Graham Dale, a native of Raheny, Dublin who emigrated to the US more than 20 years ago, reportedly died fighting alongside the Ukrainian army last Friday, December 8.
The details of Dale’s death in Ukraine are not immediately known, but Ireland’s Department of Foreign Affairs said it is aware of his death and is providing consular assistance.
According to The Irish Times, a friend of Dale's posted on social media "with a heavy heart" announcing the Irish man's death.
“If you knew Graham, you might already be aware that, when the conflict in Ukraine began, he flew over to offer his assistance," his friend wrote.
"He eventually joined the Ukrainian army and tragically lost his life on Friday, December 8th.
“He left this earth exactly the way he wanted to.
"His remains are being transported back to his homeland in Ireland.
"He was the cigarette-smoking, Busch Light-loving marathon runner. The world traveller. The one that couldn’t ask for help for himself so he searched for ways to aid others.
"Graham was not just a friend; he was a brother and a protector.”
After securing a green card, Dale emigrated to the US from Ireland, where he had been a member of Fórsa Cosanta Áitiúil (FCA), in 2000. A year later, he enlisted in the Marines after the 9/11 attacks and went on to serve in Iraq.
In 2008, Dale wrote "The Green Marine: An Irishman's War in Iraq" alongside Irish journalist Neil Fetherstonhaugh.
The synopsis of the book says: "Dubliner Graham Dale, an IT specialist living in Texas, was working as a volunteer with a fire department when he heard that an airplane had hit the World Trade Centre in New York.
"As the tragic events unfolded before his eyes, he suddenly realized that he could no longer remain a spectator in the face of this appalling atrocity. There and then he made a decision that was to affect the rest of his life; he drove to the nearest Military Recruitment Centre and enlisted in the US Marines.
"After surviving months of ‘constant mental and physical torture’ in the notoriously tough ‘Marine Boot Camp’ in San Diego, he joined the ranks of one of the most elite branches of the United States military and two years later found himself patrolling the dangerous wastes of the western desert in war-torn Iraq.
"Throughout his deployment in Iraq, Dale kept a daily journal to give us an astonishing, true account of one man’s fight in the frontline of America’s ‘War on Terror’.
"Told with brutal honesty, he gives us a unique and rare insight from an Irishman, fighting for a foreign military in a very foreign land."
Dale's platoon was hit by a suicide bomber in 2005, an experience that left him with Post-Traumatic Stress Disorder (PTSD).
"When my friend got killed, that was the hardest," Dale told the Irish Independent in 2008. "It's still difficult. Things like that just don't happen every day."
Dale said that despite the PTSD, he was "pretty glad, or content" with the path he had taken.
"I wouldn't take it back.

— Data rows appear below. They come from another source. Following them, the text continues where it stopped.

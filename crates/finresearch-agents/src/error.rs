use std::fmt;
use std::time::Duration;

use finresearch_models::{RunAggregate, StageName};
use thiserror::Error;

/// One field-level validation failure.
#[derive(Debug, Clone, PartialEq, Eq, serde::Serialize, serde::Deserialize)]
pub struct FieldIssue {
    /// Dotted path to the field, e.g. `risks_opportunities.risks[2]`.
    pub path: String,
    pub problem: String,
}

impl FieldIssue {
    pub fn new(path: impl Into<String>, problem: impl Into<String>) -> Self {
        Self {
            path: path.into(),
            problem: problem.into(),
        }
    }
}

impl fmt::Display for FieldIssue {
    fn fmt(&self, f: &mut fmt::Formatter<'_>) -> fmt::Result {
        if self.path.is_empty() {
            write!(f, "{}", self.problem)
        } else {
            write!(f, "{}: {}", self.path, self.problem)
        }
    }
}

fn join_issues(issues: &[FieldIssue]) -> String {
    issues
        .iter()
        .map(|i| i.to_string())
        .collect::<Vec<_>>()
        .join("; ")
}

#[derive(Error, Debug)]
pub enum AgentError {
    #[error("Completion transport error: {0}")]
    Transport(String),

    #[error("Completion timed out after {0:?}")]
    Timeout(Duration),

    #[error("No structured data found in reply (length={})", .raw.len())]
    DecodeExhausted { raw: String },

    #[error("Reply failed {contract} validation: {}", join_issues(.issues))]
    Validation {
        contract: String,
        issues: Vec<FieldIssue>,
        raw: String,
    },

    #[error("Stage {stage} failed: {source}")]
    StageFailure {
        stage: StageName,
        #[source]
        source: Box<AgentError>,
    },

    #[error("Run cancelled")]
    Cancelled,

    #[error("Configuration error: {0}")]
    Config(String),

    #[error("Persistence error: {0}")]
    Persist(String),

    #[error("Data error: {0}")]
    Data(#[from] finresearch_data::DataError),

    #[error("JSON error: {0}")]
    Json(#[from] serde_json::Error),

    #[error("IO error: {0}")]
    Io(#[from] std::io::Error),
}

impl AgentError {
    /// Transport-class errors are eligible for stage retry.
    pub fn is_transport(&self) -> bool {
        matches!(self, AgentError::Transport(_) | AgentError::Timeout(_))
    }

    /// The error that caused a stage failure, or `self`.
    pub fn root(&self) -> &AgentError {
        match self {
            AgentError::StageFailure { source, .. } => source.root(),
            other => other,
        }
    }
}

/// A run that ended without completing. The aggregate has already been
/// persisted (or a persistence error was logged).
#[derive(Error, Debug)]
#[error("Run {} for {} ended {}: {error}", .aggregate.run_id, .aggregate.subject, .aggregate.status)]
pub struct RunFailure {
    pub aggregate: Box<RunAggregate>,
    #[source]
    pub error: AgentError,
}
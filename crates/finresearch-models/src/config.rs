use serde::{Deserialize, Serialize};

/// Top-level configuration for finresearch.
#[derive(Debug, Clone, Default, Serialize, Deserialize, PartialEq)]
#[serde(default)]
pub struct FinResearchConfig {
    pub llm: LlmConfig,
    pub agents: AgentsConfig,
    pub retry: RetryConfig,
    pub data: DataConfig,
    pub output: OutputConfig,
}

/// Completion endpoint settings.
#[derive(Debug, Clone, Serialize, Deserialize, PartialEq)]
#[serde(default)]
pub struct LlmConfig {
    /// Base URL of an OpenAI-compatible API.
    pub api_base: String,
    /// Environment variable holding the API key.
    pub api_key_env: String,
    pub model: String,
    pub temperature: f32,
    pub max_tokens: u32,
    /// Per-call timeout in seconds.
    pub timeout_seconds: u64,
}

impl Default for LlmConfig {
    fn default() -> Self {
        Self {
            api_base: "https://api.openai.com/v1".to_string(),
            api_key_env: "OPENAI_API_KEY".to_string(),
            model: "gpt-4".to_string(),
            temperature: 0.2,
            max_tokens: 4000,
            timeout_seconds: 120,
        }
    }
}

#[derive(Debug, Clone, Serialize, Deserialize, PartialEq)]
#[serde(default)]
pub struct AgentsConfig {
    /// Non-system messages kept in each agent's conversation window.
    pub window_limit: usize,
    /// Concurrent market-data and search calls within one stage.
    pub max_concurrent_fetches: usize,
    /// 1 searches overview and news only; 3 adds performance, industry and competitors.
    pub research_depth: u8,
    pub max_search_results: usize,
}

impl Default for AgentsConfig {
    fn default() -> Self {
        Self {
            window_limit: 10,
            max_concurrent_fetches: 4,
            research_depth: 3,
            max_search_results: 10,
        }
    }
}

/// Stage retry budget for transport errors.
#[derive(Debug, Clone, Serialize, Deserialize, PartialEq)]
#[serde(default)]
pub struct RetryConfig {
    /// Total attempts per stage, including the first.
    pub max_attempts: u32,
    pub base_delay_ms: u64,
    pub max_delay_ms: u64,
}

impl Default for RetryConfig {
    fn default() -> Self {
        Self {
            max_attempts: 3,
            base_delay_ms: 1000,
            max_delay_ms: 30_000,
        }
    }
}

/// Market-data and web-search providers.
#[derive(Debug, Clone, Serialize, Deserialize, PartialEq)]
#[serde(default)]
pub struct DataConfig {
    pub fmp_base_url: String,
    pub fmp_api_key_env: String,
    pub search_base_url: String,
    pub search_api_key_env: String,
    pub statement_period: String,
    pub statement_limit: u32,
    pub timeout_seconds: u64,
    /// Maximum number of cached market-data responses.
    pub cache_capacity: u64,
    pub cache_ttl_seconds: u64,
}

impl Default for DataConfig {
    fn default() -> Self {
        Self {
            fmp_base_url: "https://financialmodelingprep.com/api/v3".to_string(),
            fmp_api_key_env: "FMP_API_KEY".to_string(),
            search_base_url: "https://serpapi.com/search".to_string(),
            search_api_key_env: "SERPAPI_API_KEY".to_string(),
            statement_period: "annual".to_string(),
            statement_limit: 5,
            timeout_seconds: 30,
            cache_capacity: 1_000,
            cache_ttl_seconds: 900,
        }
    }
}

#[derive(Debug, Clone, Serialize, Deserialize, PartialEq)]
#[serde(default)]
pub struct OutputConfig {
    /// Directory receiving `<SUBJECT>_analysis.md` and `<SUBJECT>_results.json`.
    pub reports_dir: String,
    /// SQLite run ledger. No ledger is kept when unset.
    pub ledger_path: Option<String>,
}

impl Default for OutputConfig {
    fn default() -> Self {
        Self {
            reports_dir: "reports".to_string(),
            ledger_path: None,
        }
    }
}
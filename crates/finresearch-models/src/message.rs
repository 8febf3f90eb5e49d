use serde::{Deserialize, Serialize};

/// Role tag for a message in a conversation window.
#[derive(Debug, Clone, Copy, Serialize, Deserialize, PartialEq, Eq)]
#[serde(rename_all = "lowercase")]
pub enum Role {
    System,
    User,
    Assistant,
}

impl Role {
    pub fn as_str(&self) -> &'static str {
        match self {
            Role::System => "system",
            Role::User => "user",
            Role::Assistant => "assistant",
        }
    }
}

/// One role-tagged message sent to (or received from) the completion endpoint.
#[derive(Debug, Clone, Serialize, Deserialize, PartialEq, Eq)]
pub struct ChatMessage {
    pub role: Role,
    pub content: String,
}

impl ChatMessage {
    pub fn system(content: impl Into<String>) -> Self {
        Self {
            role: Role::System,
            content: content.into(),
        }
    }

    pub fn user(content: impl Into<String>) -> Self {
        Self {
            role: Role::User,
            content: content.into(),
        }
    }

    pub fn assistant(content: impl Into<String>) -> Self {
        Self {
            role: Role::Assistant,
            content: content.into(),
        }
    }

    pub fn is_system(&self) -> bool {
        self.role == Role::System
    }
}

I don't necessarily recommend that way of life, but for me, I stand by the decisions I made."
At the time of his 2008 interview, Dale was back living in the US in, what he called, "one of those anonymous suburbs with a white picket fence" and was thinking about settling down.

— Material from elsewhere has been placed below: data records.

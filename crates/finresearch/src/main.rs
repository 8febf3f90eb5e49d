use std::process::ExitCode;

use anyhow::{Context, Result};
use clap::{Parser, Subcommand};
use tokio_util::sync::CancellationToken;
use tracing::{info, warn};
use tracing_subscriber::EnvFilter;

#[derive(Parser, Debug)]
#[command(name = "finresearch", about = "Multi-agent financial research reports")]
struct Cli {
    /// Path to configuration file
    #[arg(short, long, default_value = "config/finresearch.toml")]
    config: String,

    /// Emit logs as JSON lines
    #[arg(long)]
    json_logs: bool,

    #[command(subcommand)]
    command: Command,
}

#[derive(Subcommand, Debug)]
enum Command {
    /// Research one ticker and write its report
    Analyze {
        ticker: String,

        /// Override the configured reports directory
        #[arg(long)]
        reports_dir: Option<String>,

        /// Pretty-print the output JSON
        #[arg(long)]
        pretty: bool,
    },
    /// List recent runs from the ledger
    History {
        #[arg(long, default_value_t = 20)]
        limit: usize,
    },
}

#[tokio::main]
async fn main() -> Result<ExitCode> {
    // API keys may live in a local .env
    dotenvy::dotenv().ok();

    let cli = Cli::parse();

    // Logs go to stderr (respects RUST_LOG env var)
    let filter = EnvFilter::try_from_default_env().unwrap_or_else(|_| EnvFilter::new("info"));
    if cli.json_logs {
        tracing_subscriber::fmt()
            .json()
            .with_env_filter(filter)
            .with_writer(std::io::stderr)
            .init();
    } else {
        tracing_subscriber::fmt()
            .with_env_filter(filter)
            .with_writer(std::io::stderr)
            .init();
    }

    let mut config = finresearch::load_config(&cli.config)?;

    match cli.command {
        Command::Analyze {
            ticker,
            reports_dir,
            pretty,
        } => {
            if let Some(dir) = reports_dir {
                config.output.reports_dir = dir;
            }
            let orchestrator =
                finresearch::build_orchestrator(&config).context("Failed to build orchestrator")?;

            let cancel = CancellationToken::new();
            let on_signal = cancel.clone();
            tokio::spawn(async move {
                if tokio::signal::ctrl_c().await.is_ok() {
                    warn!("Interrupt received, cancelling run");
                    on_signal.cancel();
                }
            });

            let (run, code) = match finresearch::analyze(&orchestrator, &ticker, cancel).await {
                Ok(run) => (run, ExitCode::SUCCESS),
                Err(failure) => {
                    eprintln!("Research failed: {}", failure.error);
                    (*failure.aggregate, ExitCode::FAILURE)
                }
            };
            if let Some(paths) = &run.artifacts {
                info!(results = %paths.results_path, report = ?paths.report_path, "Artifacts written");
            }

            // Output run summary as JSON to stdout
            let summary = run.summary();
            let output = if pretty {
                serde_json::to_string_pretty(&summary)?
            } else {
                serde_json::to_string(&summary)?
            };
            println!("{output}");
            Ok(code)
        }
        Command::History { limit } => {
            for run in finresearch::history(&config, limit)? {
                println!("{}", serde_json::to_string(&run)?);
            }
            Ok(ExitCode::SUCCESS)
        }
    }
}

In May 2022, however, Dale told local Texas news outlet KXAN that he quit his job, without the customary two weeks' notice, to head to Ukraine to assist the efforts against Russia.
“This is somewhere that I’ve been to on vacation before, I know people from here,” Dale told KXAN.
“To me, this is an attack on all of Europe and I felt compelled with my current skillset and so forth that I could help in any way that I could.”
Dale said had initially planned to assist with the wave of fleeing refugees in Poland, but once there, he said he realized his help was needed more inside the war zone.
At the time of the KXAN report, Dale had most recently been in Dnipro in the eastern part of Ukraine.
Dale said in Ukraine, he met up with a team of other military veterans from both the US and Europe to deliver humanitarian aid, including to orphanages and hospitals.
“We’re providing assistance, we’re making people’s lives more tolerable,” Dale said last year.
“Particularly with the food and medicines that we’re getting delivered to the places that really need them.”
The Irish American said at the time that he’d stay in Ukraine as long as he was needed and would like to transition from a volunteer position to a full-time job.
“You realize that you are the boots on the ground, you are that line in the sand,” Dale said.
“There is no magic government button that presses and millions of resources make themselves available.
"Generally speaking, it’s civilian volunteers stepping up to the plate.
"(They) are the ones that help most with the people during and after these kinds of disasters and wars.”